What is required: Each line below needs to be restated word for word.

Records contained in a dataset
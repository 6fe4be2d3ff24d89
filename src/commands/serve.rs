//! Serve 命令 - 启动 API 服务器
//!
//! 此模块实现 `serve` 命令，启动 HTTP API 服务器对外提供投诉分析接口。

use anyhow::Result;

use crate::config::Config;
use crate::gateway;

/// 执行服务器启动命令
///
/// # 功能
///
/// - 根据配置创建 Gemini 模型（未配置密钥时进入演示模式）
/// - 初始化 HTTP 路由和中间件
/// - 启动服务器并等待关闭信号（Ctrl+C 或 SIGTERM）
pub async fn serve_command(config: Config) -> Result<()> {
    gateway::serve(config).await
}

Written reply:
repository 6fe4be2d3ff24d89
filename src/commands/serve.rs
//! Serve 命令 - 启动 API 服务器
//!
//! 此模块实现 `serve` 命令，启动 HTTP API 服务器对外提供投诉分析接口。

use anyhow::Result;

use crate::config::Config;
use crate::gateway;

/// 执行服务器启动命令
///
/// # 功能
///
/// - 根据配置创建 Gemini 模型（未配置密钥时进入演示模式）
/// - 初始化 HTTP 路由和中间件
/// - 启动服务器并等待关闭信号（Ctrl+C 或 SIGTERM）
pub async fn serve_command(config: Config) -> Result<()> {
    gateway::serve(config).await
}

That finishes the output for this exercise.